The three major players in research and innovation are the Research Council of Norway, Innovation Norway and Skattefunn (an R&D tax incentive scheme, which has become one of the largest sources of innovation support funding).
In recent years, innovation spending from these three taken together has risen substantially, driven mainly by the growth of Skattefunn. Another agency, Enova, was set up in 2001 to test, demonstrate and promote new energy solutions.
Innovation Norway runs under the Ministry of Trade, Industry and Fisheries and (counting loan schemes), the agency contributed NOK 7.2 billion (nearly €1 billion) to Norwegian businesses in 2018.
The Research Council comes under the Ministry of Education and Research and last year it invested NOK 9.8 billion for research and innovation. The council specialises in basic research as well as R&D. It runs large-scale technology demonstration programmes and builds up R&D capacity, not only in universities and institutes, but also in companies.

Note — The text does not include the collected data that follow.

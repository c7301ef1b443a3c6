use chrono::{DateTime, Utc};
use serde::{Deserialize, Serialize};

/// Placeholder for a field whose selector found nothing on the card.
pub const NOT_AVAILABLE: &str = "N/A";

/// One job listing as extracted from a search-results card.
///
/// Every field is always populated; missing data is the `N/A` sentinel
/// (or an empty string for `skills`), never an absent value. Records are
/// read-only after extraction.
#[derive(Debug, Clone, PartialEq, Serialize, Deserialize)]
pub struct JobRecord {
    pub title: String,
    pub company: String,
    pub location: String,
    pub experience: String,
    pub skills: String,
    pub posted_date: String,
    pub link: String,
    pub scraped_at: DateTime<Utc>,
}
use log::debug;
use reqwest::Client;
use serde_json::{json, Value};

use crate::core::{ScrapeError, ScrapeResult};
use crate::extract::JobRecord;

const DEFAULT_ENDPOINT: &str = "http://localhost:11434";
const DEFAULT_MODEL: &str = "llama2";

/// Yes/no relevance judge backed by a local Ollama model. Optional
/// collaborator: the pipeline never depends on it, callers apply it as an
/// extra filter over already-extracted records.
pub struct OllamaClassifier {
    http: Client,
    endpoint: String,
    model: String,
}

impl Default for OllamaClassifier {
    fn default() -> Self {
        Self::new()
    }
}

impl OllamaClassifier {
    pub fn new() -> Self {
        Self::with_endpoint(DEFAULT_ENDPOINT, DEFAULT_MODEL)
    }

    pub fn with_endpoint(endpoint: impl Into<String>, model: impl Into<String>) -> Self {
        Self {
            http: Client::new(),
            endpoint: endpoint.into(),
            model: model.into(),
        }
    }

    /// Asks the model whether `record` matches `criterion`. The reply
    /// counts as a match when it contains "yes", case-insensitively.
    pub async fn classify(&self, record: &JobRecord, criterion: &str) -> ScrapeResult<bool> {
        let url = format!("{}/api/generate", self.endpoint.trim_end_matches('/'));
        let prompt = build_prompt(record, criterion);

        let response = self
            .http
            .post(&url)
            .json(&json!({ "model": self.model, "prompt": prompt, "stream": false }))
            .send()
            .await?;
        let body: Value = response.json().await?;

        let answer = body
            .get("response")
            .and_then(|v| v.as_str())
            .ok_or_else(|| {
                ScrapeError::ClassifyError("model reply missing `response` field".to_string())
            })?;

        debug!("Classifier answered: {}", answer.trim());
        Ok(answer.trim().to_lowercase().contains("yes"))
    }
}

fn build_prompt(record: &JobRecord, criterion: &str) -> String {
    format!(
        "You are reviewing scraped job listings. Here is the job data:\n\n\
         Title: {}\nCompany: {}\nLocation: {}\nExperience: {}\nSkills: {}\nPosted: {}\n\n\
         Please determine if this job matches the following criteria: {}\n\n\
         Answer with ONLY 'yes' or 'no'. No explanation needed.",
        record.title,
        record.company,
        record.location,
        record.experience,
        record.skills,
        record.posted_date,
        criterion
    )
}
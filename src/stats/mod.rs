use chrono::{DateTime, Utc};
use parking_lot::RwLock;
use serde::Serialize;
use std::sync::Arc;

#[derive(Debug, Clone, Serialize)]
pub struct CrawlStats {
    pub start_time: DateTime<Utc>,
    pub end_time: Option<DateTime<Utc>>,
    pub pages_fetched: usize,
    pub pages_empty: usize,
    pub bytes_downloaded: usize,
    pub cards_extracted: usize,
    pub cards_skipped: usize,
}

/// Shared run counters, updated by the paginator and the extractor.
#[derive(Debug, Clone)]
pub struct ScrapeStats {
    inner: Arc<RwLock<CrawlStats>>,
}

impl ScrapeStats {
    pub fn new() -> Self {
        Self {
            inner: Arc::new(RwLock::new(CrawlStats {
                start_time: Utc::now(),
                end_time: None,
                pages_fetched: 0,
                pages_empty: 0,
                bytes_downloaded: 0,
                cards_extracted: 0,
                cards_skipped: 0,
            })),
        }
    }

    pub fn record_page(&self, bytes: usize) {
        let mut stats = self.inner.write();
        stats.pages_fetched += 1;
        stats.bytes_downloaded += bytes;
    }

    pub fn record_empty_page(&self) {
        self.inner.write().pages_empty += 1;
    }

    pub fn record_card(&self) {
        self.inner.write().cards_extracted += 1;
    }

    pub fn record_card_skipped(&self) {
        self.inner.write().cards_skipped += 1;
    }

    pub fn finish(&self) {
        self.inner.write().end_time = Some(Utc::now());
    }

    pub fn snapshot(&self) -> CrawlStats {
        self.inner.read().clone()
    }

    pub fn print_summary(&self) {
        let stats = self.inner.read();
        let duration = stats
            .end_time
            .unwrap_or_else(Utc::now)
            .signed_duration_since(stats.start_time);

        println!("\nScraping Statistics:");
        println!("===================");
        println!("Duration: {} seconds", duration.num_seconds());
        println!("Pages Fetched: {}", stats.pages_fetched);
        println!("Empty Pages: {}", stats.pages_empty);
        println!(
            "Data Downloaded: {:.2} MB",
            stats.bytes_downloaded as f64 / 1_000_000.0
        );
        println!("Cards Extracted: {}", stats.cards_extracted);
        println!("Cards Skipped: {}", stats.cards_skipped);
    }
}

impl Default for ScrapeStats {
    fn default() -> Self {
        Self::new()
    }
}

#[cfg(test)]
mod tests {
    use super::*;

    #[test]
    fn counters_accumulate() {
        let stats = ScrapeStats::new();
        stats.record_page(1024);
        stats.record_page(2048);
        stats.record_empty_page();
        stats.record_card();
        stats.record_card_skipped();
        stats.finish();

        let snapshot = stats.snapshot();
        assert_eq!(snapshot.pages_fetched, 2);
        assert_eq!(snapshot.pages_empty, 1);
        assert_eq!(snapshot.bytes_downloaded, 3072);
        assert_eq!(snapshot.cards_extracted, 1);
        assert_eq!(snapshot.cards_skipped, 1);
        assert!(snapshot.end_time.is_some());
    }
}
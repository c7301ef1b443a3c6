use async_trait::async_trait;
use std::sync::atomic::{AtomicUsize, Ordering};
use std::sync::Arc;
use url::Url;

use super::Fetcher;
use crate::{ScrapeError, ScrapeResult};

/// One scripted fetch outcome.
#[derive(Debug, Clone)]
pub enum MockPage {
    Html(String),
    Failure(String),
}

/// Replays a fixed sequence of pages, one per `fetch_page` call. Calls
/// past the end of the script return an empty document, which callers
/// treat as "no more results".
#[derive(Clone)]
pub struct MockFetcher {
    pages: Arc<Vec<MockPage>>,
    cursor: Arc<AtomicUsize>,
}

impl MockFetcher {
    pub fn new(pages: Vec<MockPage>) -> Self {
        Self {
            pages: Arc::new(pages),
            cursor: Arc::new(AtomicUsize::new(0)),
        }
    }

    pub fn requests_served(&self) -> usize {
        self.cursor.load(Ordering::SeqCst)
    }
}

#[async_trait]
impl Fetcher for MockFetcher {
    async fn fetch_page(&self, _url: &Url) -> ScrapeResult<String> {
        let index = self.cursor.fetch_add(1, Ordering::SeqCst);
        match self.pages.get(index) {
            Some(MockPage::Html(html)) => Ok(html.clone()),
            Some(MockPage::Failure(message)) => Err(ScrapeError::BrowserError(message.clone())),
            None => Ok(String::new()),
        }
    }
}
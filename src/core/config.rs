use std::time::Duration;

/// One search against a job site: the free-text keyword plus the optional
/// query refinements the site understands.
#[derive(Debug, Clone)]
pub struct SearchQuery {
    pub keyword: String,
    pub location_id: Option<u32>,
    pub experience_years: Option<u32>,
    pub include_range: bool,
}

impl SearchQuery {
    pub fn new(keyword: impl Into<String>) -> Self {
        Self {
            keyword: keyword.into(),
            location_id: None,
            experience_years: None,
            include_range: false,
        }
    }

    pub fn with_location_id(mut self, id: u32) -> Self {
        self.location_id = Some(id);
        self
    }

    pub fn with_experience_years(mut self, years: u32) -> Self {
        self.experience_years = Some(years);
        self
    }

    pub fn with_range(mut self, include: bool) -> Self {
        self.include_range = include;
        self
    }
}

/// Knobs for the pagination loop.
///
/// `empty_page_retries` re-fetches a page that came back without job cards
/// before concluding the last page was reached; 0 ends the crawl at the
/// first empty page.
#[derive(Debug, Clone)]
pub struct CrawlConfig {
    pub max_pages: usize,
    pub page_delay: Duration,
    pub ready_timeout: Duration,
    pub empty_page_retries: usize,
}

impl Default for CrawlConfig {
    fn default() -> Self {
        Self {
            max_pages: 25,
            page_delay: Duration::from_secs(2),
            ready_timeout: Duration::from_secs(10),
            empty_page_retries: 0,
        }
    }
}

impl CrawlConfig {
    pub fn with_max_pages(mut self, pages: usize) -> Self {
        self.max_pages = pages;
        self
    }

    pub fn with_page_delay(mut self, delay: Duration) -> Self {
        self.page_delay = delay;
        self
    }

    pub fn with_ready_timeout(mut self, timeout: Duration) -> Self {
        self.ready_timeout = timeout;
        self
    }

    pub fn with_empty_page_retries(mut self, retries: usize) -> Self {
        self.empty_page_retries = retries;
        self
    }
}
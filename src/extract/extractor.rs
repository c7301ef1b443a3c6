use chrono::Utc;
use log::{debug, warn};
use regex::Regex;
use scraper::{ElementRef, Html, Selector};
use std::sync::Arc;

use super::record::{JobRecord, NOT_AVAILABLE};
use super::sites::{SiteAdapter, SiteSelectors};
use crate::core::{ScrapeError, ScrapeResult};
use crate::stats::ScrapeStats;

/// Turns one results-page document into job records, card by card, in
/// document order.
///
/// Fields are resolved independently: a selector that finds nothing on a
/// card yields that field's sentinel and leaves the rest of the card
/// untouched. A card where none of title, company or link resolve is
/// logged and skipped without affecting its neighbors.
pub struct JobExtractor {
    adapter: Arc<dyn SiteAdapter>,
    stats: Arc<ScrapeStats>,
    posted_prefix: Regex,
}

struct CardSelectors {
    cards: Selector,
    title_candidates: Vec<Selector>,
    company: Selector,
    locations: Selector,
    experience: Selector,
    skills: Selector,
    posted: Selector,
    link: Selector,
}

impl JobExtractor {
    /// Fails fast if the adapter's selector table does not compile.
    pub fn new(adapter: Arc<dyn SiteAdapter>, stats: Arc<ScrapeStats>) -> ScrapeResult<Self> {
        compile(adapter.selectors())?;
        Ok(Self {
            adapter,
            stats,
            posted_prefix: Regex::new(r"(?i)^posted:?\s*").unwrap(),
        })
    }

    pub fn extract(&self, html: &str) -> Vec<JobRecord> {
        let selectors = match compile(self.adapter.selectors()) {
            Ok(selectors) => selectors,
            Err(e) => {
                warn!("Selector table rejected, extracting nothing: {}", e);
                return Vec::new();
            }
        };

        let document = Html::parse_document(html);
        let mut records = Vec::new();

        for card in document.select(&selectors.cards) {
            match self.extract_card(card, &selectors) {
                Some(record) => {
                    self.stats.record_card();
                    records.push(record);
                }
                None => self.stats.record_card_skipped(),
            }
        }

        debug!("Extracted {} records from document", records.len());
        records
    }

    fn extract_card(&self, card: ElementRef, selectors: &CardSelectors) -> Option<JobRecord> {
        let title = selectors
            .title_candidates
            .iter()
            .find_map(|candidate| first_text(card, candidate))
            .unwrap_or_else(|| NOT_AVAILABLE.to_string());

        let company =
            first_text(card, &selectors.company).unwrap_or_else(|| NOT_AVAILABLE.to_string());

        let locations = all_texts(card, &selectors.locations);
        let location = if locations.is_empty() {
            NOT_AVAILABLE.to_string()
        } else {
            locations.join(", ")
        };

        let experience =
            first_text(card, &selectors.experience).unwrap_or_else(|| NOT_AVAILABLE.to_string());

        let skills = all_texts(card, &selectors.skills).join(", ");

        let posted_date = first_text(card, &selectors.posted)
            .map(|text| self.strip_posted_prefix(&text))
            .filter(|text| !text.is_empty())
            .unwrap_or_else(|| NOT_AVAILABLE.to_string());

        let link = self.extract_link(card, &selectors.link);

        if title == NOT_AVAILABLE && company == NOT_AVAILABLE && link == NOT_AVAILABLE {
            warn!("Skipping card with no recognizable fields");
            return None;
        }

        Some(JobRecord {
            title,
            company,
            location,
            experience,
            skills,
            posted_date,
            link,
            scraped_at: Utc::now(),
        })
    }

    fn strip_posted_prefix(&self, text: &str) -> String {
        self.posted_prefix.replace(text, "").trim().to_string()
    }

    fn extract_link(&self, card: ElementRef, link: &Selector) -> String {
        match card.select(link).next().and_then(|a| a.value().attr("href")) {
            Some(href) if href.starts_with('/') => {
                format!("{}{}", self.adapter.origin().trim_end_matches('/'), href)
            }
            Some(href) => href.to_string(),
            None => NOT_AVAILABLE.to_string(),
        }
    }
}

fn compile(table: &SiteSelectors) -> ScrapeResult<CardSelectors> {
    Ok(CardSelectors {
        cards: parse_selector(&table.cards)?,
        title_candidates: table
            .title_candidates
            .iter()
            .map(|raw| parse_selector(raw))
            .collect::<ScrapeResult<Vec<_>>>()?,
        company: parse_selector(&table.company)?,
        locations: parse_selector(&table.locations)?,
        experience: parse_selector(&table.experience)?,
        skills: parse_selector(&table.skills)?,
        posted: parse_selector(&table.posted)?,
        link: parse_selector(&table.link)?,
    })
}

fn parse_selector(raw: &str) -> ScrapeResult<Selector> {
    Selector::parse(raw).map_err(|e| ScrapeError::SelectorError {
        selector: raw.to_string(),
        message: e.to_string(),
    })
}

fn element_text(element: &ElementRef) -> String {
    element
        .text()
        .collect::<String>()
        .split_whitespace()
        .collect::<Vec<_>>()
        .join(" ")
}

fn first_text(card: ElementRef, selector: &Selector) -> Option<String> {
    card.select(selector)
        .map(|element| element_text(&element))
        .find(|text| !text.is_empty())
}

fn all_texts(card: ElementRef, selector: &Selector) -> Vec<String> {
    card.select(selector)
        .map(|element| element_text(&element))
        .filter(|text| !text.is_empty())
        .collect()
}

#[cfg(test)]
mod tests {
    use super::*;
    use crate::extract::sites::HiristAdapter;

    fn extractor() -> JobExtractor {
        JobExtractor::new(
            Arc::new(HiristAdapter::new()),
            Arc::new(ScrapeStats::new()),
        )
        .unwrap()
    }

    const THREE_CARD_PAGE: &str = r#"
        <html><body><main>
          <div class="job-card">
            <h2>Senior Python Developer</h2>
            <div class="company-name">Acme Corp</div>
            <span class="location">Bangalore</span>
            <span class="location">Remote</span>
            <span class="experience">5-8 yrs</span>
            <span class="skill-tag">Python</span>
            <span class="skill-tag">Django</span>
            <span class="posted">Posted 2 hours ago</span>
            <a href="/j/senior-python-developer-1001">View</a>
          </div>
          <li role="listitem">
            <a href="https://www.hirist.tech/j/data-engineer-1002"><b>Data Engineer</b></a>
            <div class="company-name">Beta Labs</div>
            <span class="location">Pune</span>
            <span class="experience">3-5 yrs</span>
            <span class="skill-tag">Spark</span>
            <span class="posted">1 day ago</span>
          </li>
          <div class="job-card">
            <h3>Backend Engineer</h3>
            <div class="company-name">Gamma Tech</div>
            <span class="posted">Posted today</span>
            <a href="/j/backend-engineer-1003">View</a>
          </div>
        </main></body></html>"#;

    #[test]
    fn empty_document_yields_empty_sequence() {
        let records = extractor().extract("<html><body><p>nothing here</p></body></html>");
        assert!(records.is_empty());
    }

    #[test]
    fn extracts_all_cards_in_document_order() {
        let records = extractor().extract(THREE_CARD_PAGE);
        assert_eq!(records.len(), 3);
        assert_eq!(records[0].title, "Senior Python Developer");
        assert_eq!(records[1].title, "Data Engineer");
        assert_eq!(records[2].title, "Backend Engineer");
    }

    #[test]
    fn missing_fields_fall_back_to_sentinels_without_affecting_others() {
        let records = extractor().extract(THREE_CARD_PAGE);
        let incomplete = &records[2];

        assert_eq!(incomplete.location, NOT_AVAILABLE);
        assert_eq!(incomplete.skills, "");
        assert_eq!(incomplete.experience, NOT_AVAILABLE);
        // Fields that are present on the same card are unaffected.
        assert_eq!(incomplete.company, "Gamma Tech");
        assert_eq!(incomplete.posted_date, "today");
    }

    #[test]
    fn joins_every_location_fragment() {
        let records = extractor().extract(THREE_CARD_PAGE);
        assert_eq!(records[0].location, "Bangalore, Remote");
    }

    #[test]
    fn joins_skill_tags() {
        let records = extractor().extract(THREE_CARD_PAGE);
        assert_eq!(records[0].skills, "Python, Django");
    }

    #[test]
    fn strips_posted_label_prefix() {
        let records = extractor().extract(THREE_CARD_PAGE);
        assert_eq!(records[0].posted_date, "2 hours ago");
        // No prefix to strip on the second card.
        assert_eq!(records[1].posted_date, "1 day ago");
    }

    #[test]
    fn absolutizes_site_relative_links_and_passes_absolute_through() {
        let records = extractor().extract(THREE_CARD_PAGE);
        assert_eq!(
            records[0].link,
            "https://www.hirist.tech/j/senior-python-developer-1001"
        );
        assert_eq!(
            records[1].link,
            "https://www.hirist.tech/j/data-engineer-1002"
        );
    }

    #[test]
    fn title_falls_back_from_heading_to_class_to_bold_link_text() {
        let html = r#"
            <div class="job-card">
              <div class="job-title">DevOps Engineer</div>
              <a href="/j/1">View</a>
            </div>
            <li role="listitem">
              <a href="/j/2"><strong>SRE</strong></a>
            </li>"#;

        let records = extractor().extract(html);
        assert_eq!(records[0].title, "DevOps Engineer");
        assert_eq!(records[1].title, "SRE");
    }

    #[test]
    fn card_with_no_recognizable_fields_is_skipped() {
        let html = r#"
            <div class="job-card"><span class="filler">ad slot</span></div>
            <div class="job-card">
              <h2>Platform Engineer</h2>
              <div class="company-name">Delta Inc</div>
              <a href="/j/platform-engineer-1">View</a>
            </div>"#;

        let records = extractor().extract(html);
        assert_eq!(records.len(), 1);
        assert_eq!(records[0].title, "Platform Engineer");
    }

    #[test]
    fn skipped_and_extracted_cards_are_counted() {
        let stats = Arc::new(ScrapeStats::new());
        let extractor =
            JobExtractor::new(Arc::new(HiristAdapter::new()), Arc::clone(&stats)).unwrap();

        let html = r#"
            <div class="job-card"><span class="filler">ad slot</span></div>
            <div class="job-card"><h2>Platform Engineer</h2><a href="/j/1">View</a></div>"#;
        extractor.extract(html);

        let snapshot = stats.snapshot();
        assert_eq!(snapshot.cards_extracted, 1);
        assert_eq!(snapshot.cards_skipped, 1);
    }

    #[test]
    fn whitespace_in_card_text_is_collapsed() {
        let html = r#"
            <div class="job-card">
              <h2>
                Senior
                Rust   Developer
              </h2>
              <a href="/j/1">View</a>
            </div>"#;

        let records = extractor().extract(html);
        assert_eq!(records[0].title, "Senior Rust Developer");
    }
}
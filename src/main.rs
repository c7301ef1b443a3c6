use std::env;
use std::sync::Arc;
use std::time::Duration;

use jobspider::extract::sites::{HiristAdapter, SiteAdapter};
use jobspider::fetchers::BrowserFetcher;
use jobspider::filters;
use jobspider::{CrawlConfig, CsvExporter, JobSearch, RecencyWindow, ScrapeResult, SearchQuery};

#[tokio::main]
async fn main() -> ScrapeResult<()> {
    env_logger::builder()
        .filter_level(log::LevelFilter::Info)
        .filter_module("selectors", log::LevelFilter::Warn)
        .filter_module("html5ever", log::LevelFilter::Error)
        .init();

    // First argument is the search keyword, the rest narrow the results.
    let mut args = env::args().skip(1);
    let keyword = args
        .next()
        .unwrap_or_else(|| "software engineer".to_string());
    let filter_keywords: Vec<String> = args.collect();

    let recency = env::var("JOBSPIDER_RECENCY")
        .map(|label| RecencyWindow::from_label(&label))
        .unwrap_or(RecencyWindow::All);
    let out_dir = env::var("JOBSPIDER_OUT").unwrap_or_else(|_| "exports".to_string());
    let max_pages = env::var("JOBSPIDER_PAGES")
        .ok()
        .and_then(|pages| pages.parse().ok())
        .unwrap_or(10);

    let adapter = Arc::new(HiristAdapter::new());
    let fetcher = BrowserFetcher::new()
        .with_ready_selector(adapter.ready_selector())
        .with_ready_timeout(Duration::from_secs(10));
    let config = CrawlConfig::default()
        .with_max_pages(max_pages)
        .with_page_delay(Duration::from_secs(2));

    let search = JobSearch::new(adapter, Box::new(fetcher), config)?;
    let query = SearchQuery::new(keyword.clone());

    let records = search.run(&query).await?;
    let records = filters::by_recency(records, recency);
    let records = filters::by_keywords(records, &filter_keywords);

    if records.is_empty() {
        println!("No jobs matching your criteria were found.");
    } else {
        let exporter = CsvExporter::new(&out_dir)?;
        let path = exporter.export(&records, search.site(), &keyword)?;
        println!("{} jobs exported to {}", records.len(), path.display());
    }

    search.stats().print_summary();
    Ok(())
}
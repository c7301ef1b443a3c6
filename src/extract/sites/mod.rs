mod hirist;

pub use hirist::HiristAdapter;

use url::Url;

use crate::core::{ScrapeResult, SearchQuery};

/// CSS selectors describing how one site lays out its result cards.
///
/// Selectors are kept as strings and compiled where they are used, so an
/// adapter is plain data: supporting a new site means writing a new
/// selector table and URL builder, not touching the pipeline.
#[derive(Debug, Clone)]
pub struct SiteSelectors {
    /// Matches every job card on a results page. May list several card
    /// shapes separated by commas.
    pub cards: String,
    /// Tried in order; the first one with non-empty text wins.
    pub title_candidates: Vec<String>,
    pub company: String,
    /// All matches are collected and joined, not just the first.
    pub locations: String,
    pub experience: String,
    /// All matches are collected and joined.
    pub skills: String,
    pub posted: String,
    pub link: String,
    /// Scanned for a "next page" affordance by label text.
    pub pagination: String,
}

/// Site-specific knowledge: URLs, selector table, pagination labels.
pub trait SiteAdapter: Send + Sync {
    fn name(&self) -> &str;

    /// Scheme + host used to absolutize site-relative links.
    fn origin(&self) -> &str;

    fn search_url(&self, query: &SearchQuery) -> ScrapeResult<Url>;

    /// Page 1 is requested with the bare search URL; this builds the URL
    /// for page 2 onwards.
    fn page_url(&self, base: &Url, page: usize) -> Url;

    /// Element whose presence marks the page as rendered.
    fn ready_selector(&self) -> &str;

    fn selectors(&self) -> &SiteSelectors;

    /// Labels that identify the "next page" control.
    fn next_page_labels(&self) -> &[&str];
}
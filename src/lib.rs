pub mod classify;
pub mod core;
pub mod crawl;
pub mod export;
pub mod extract;
pub mod fetchers;
pub mod filters;
pub mod stats;

pub use crate::core::{CrawlConfig, ScrapeError, ScrapeResult, SearchQuery};
pub use crate::crawl::{JobSearch, Paginator};
pub use crate::export::CsvExporter;
pub use crate::extract::{JobExtractor, JobRecord};
pub use crate::fetchers::Fetcher;
pub use crate::filters::RecencyWindow;
pub use crate::stats::ScrapeStats;
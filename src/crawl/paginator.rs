use log::{debug, info, warn};
use scraper::{Html, Selector};
use std::sync::Arc;
use tokio::time::sleep;
use url::Url;

use crate::core::{CrawlConfig, ScrapeResult};
use crate::extract::sites::SiteAdapter;
use crate::fetchers::Fetcher;
use crate::stats::ScrapeStats;

/// Bounded linear crawl over a site's result pages.
///
/// Page 1 is requested with the bare search URL, later pages with the
/// adapter's `page` parameter appended. The walk ends when a page carries
/// no job cards, no "next" affordance is present, the page cap is hit, or
/// the fetcher fails; a failure mid-crawl keeps the pages collected so
/// far.
pub struct Paginator {
    adapter: Arc<dyn SiteAdapter>,
    fetcher: Box<dyn Fetcher>,
    config: CrawlConfig,
    stats: Arc<ScrapeStats>,
}

impl Paginator {
    pub fn new(
        adapter: Arc<dyn SiteAdapter>,
        fetcher: Box<dyn Fetcher>,
        config: CrawlConfig,
        stats: Arc<ScrapeStats>,
    ) -> Self {
        Self {
            adapter,
            fetcher,
            config,
            stats,
        }
    }

    /// All collected pages joined into one document stream.
    pub async fn collect_html(&self, base: &Url) -> String {
        self.collect_pages(base).await.concat()
    }

    /// Walks result pages in order, one HTML string per page.
    pub async fn collect_pages(&self, base: &Url) -> Vec<String> {
        let mut pages = Vec::new();
        let mut page = 1;

        while page <= self.config.max_pages {
            let url = if page == 1 {
                base.clone()
            } else {
                self.adapter.page_url(base, page)
            };

            let html = match self.fetch_listing_page(&url).await {
                Ok(Some(html)) => html,
                Ok(None) => {
                    // Either the last page, or a load failure that looks
                    // like one; `empty_page_retries` is the knob for
                    // telling the two apart.
                    self.stats.record_empty_page();
                    debug!("No job cards on page {}, stopping", page);
                    break;
                }
                Err(e) => {
                    warn!("Pagination aborted on page {}: {}", page, e);
                    break;
                }
            };

            self.stats.record_page(html.len());
            let has_next = self.has_next_control(&html);
            pages.push(html);

            if !has_next {
                debug!("No next-page control on page {}, stopping", page);
                break;
            }

            page += 1;
            sleep(self.config.page_delay).await;
        }

        info!("Collected {} result pages", pages.len());
        pages
    }

    /// Fetches one page, re-fetching up to `empty_page_retries` times if
    /// it comes back without job cards. `Ok(None)` means the page stayed
    /// empty through every attempt.
    async fn fetch_listing_page(&self, url: &Url) -> ScrapeResult<Option<String>> {
        let mut attempt = 0;
        loop {
            let html = self.fetcher.fetch_page(url).await?;
            if self.has_listing_cards(&html) {
                return Ok(Some(html));
            }
            if attempt >= self.config.empty_page_retries {
                return Ok(None);
            }
            attempt += 1;
            debug!(
                "Empty page at {}, retry {}/{}",
                url, attempt, self.config.empty_page_retries
            );
            sleep(self.config.page_delay).await;
        }
    }

    fn has_listing_cards(&self, html: &str) -> bool {
        if html.is_empty() {
            return false;
        }
        let Ok(cards) = Selector::parse(&self.adapter.selectors().cards) else {
            return false;
        };
        Html::parse_document(html).select(&cards).next().is_some()
    }

    fn has_next_control(&self, html: &str) -> bool {
        let Ok(pagination) = Selector::parse(&self.adapter.selectors().pagination) else {
            return false;
        };
        let document = Html::parse_document(html);
        document.select(&pagination).any(|control| {
            let label = control.text().collect::<String>();
            let label = label.trim();
            self.adapter
                .next_page_labels()
                .iter()
                .any(|next| label.contains(next))
        })
    }
}
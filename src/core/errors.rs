use thiserror::Error;

#[derive(Error, Debug)]
pub enum ScrapeError {
    #[error("HTTP error: {0}")]
    HttpError(#[from] reqwest::Error),

    #[error("URL parsing error: {0}")]
    UrlError(#[from] url::ParseError),

    #[error("IO error: {0}")]
    IoError(#[from] std::io::Error),

    #[error("JSON error: {0}")]
    JsonError(#[from] serde_json::Error),

    #[error("CSV error: {0}")]
    CsvError(#[from] csv::Error),

    #[error("Browser error: {0}")]
    BrowserError(String),

    #[error("Invalid selector `{selector}`: {message}")]
    SelectorError { selector: String, message: String },

    #[error("Classification error: {0}")]
    ClassifyError(String),
}

pub type ScrapeResult<T> = Result<T, ScrapeError>;
use crate::ScrapeResult;
use async_trait::async_trait;
use url::Url;

/// Loads one search-results page and returns its rendered HTML.
///
/// Implementations backed by a real browser or HTTP client recover from
/// navigation and timeout failures locally: they log the failure and
/// return an empty document instead of an error. An `Err` from a fetcher
/// is reserved for genuinely unexpected conditions and makes the caller
/// stop with whatever it has accumulated so far.
#[async_trait]
pub trait Fetcher: Send + Sync {
    async fn fetch_page(&self, url: &Url) -> ScrapeResult<String>;
}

The council has also done a lot of policy coordination across the ministries. This wide-ranging policy brief seems normal to Norwegians, but places the funder apart from standard international funding practice.
Norway’s role in EU research: slowly growing
Participation in EU research programmes is the main plank of Norway’s international research policy, and is secured by dint of the country’s membership of the European Economic Area.
As an ‘associated country’, Norway has limited ability to influence the direction of European research funding. However, it does engage extensively in EU-funded research, contributing to, and receiving funding from, EU Framework Programmes.
In 2014, the government saw the need for action, as the country’s share of EU monies dipped to 1.67 per cent. A strategy was launched the same year to kick Norwegian participation back up to 2 per cent. The push yielded results, with the country’s return share today at an all-time high (2.2 per cent).
EU funding has gone to Norwegian companies such as Oslo-based Airtight, which promises to reduce energy leaks in buildings by 50 per cent. Brussels has also backed Piql, which offers long-term digital data storage, and Glucoset, which has developed a sensor for continuous and safer measurement of blood sugar to critically ill patients during surgery.
As for fundamental science, Norway accounts for around 1.5 per cent of overall European Research Council applications, placing it in the top quarter of applicant countries (of a similar size).
The overall success rate of Norwegian applications to the EU funder has been just over 8 per cent, compared with an all-country average of over 11 per cent.
The main universities
A recent Technopolis analysis concludes that Norwegian research is generally good but doesn’t contain many ‘peaks of excellence’.
Norway has five universities that feature on the 2019 Times High Education ranking of world universities list. However, none of these breach the top 100.
The top five Norwegian universities:
- University of Oslo – 121
- University of Bergen – 197
- Norwegian University of Science and Technology (NTNU) – 351-400
- The Arctic University of Norway – 401-500
- Norwegian University of Life Sciences – 501-600
The ranking scores universities on teaching, research, knowledge transfer and international outlook. The universities of Oslo, Bergen, and NTNU have climbed the ranking from the previous year (these universities make up the bulk of Norwegian applications to the European Research Council). Not on the list is the University of Tromsø, which has the distinction of being the northernmost university in the world (a good place, then, to study the Arctic Circle).
If you look at the Academic Ranking of World Universities published by the University of Jiaotong in Shanghai, however, the picture looks a little different. In this ranking, Oslo university, the producer of four Nobel Prize winners and the best Norwegian entry, scores at number 59.
The ranking scores universities on things like number of alumni and staff winning Nobel Prizes and Fields Medals, number of highly cited researchers, number of articles published in journals of Nature and Science (and takes into consideration university size).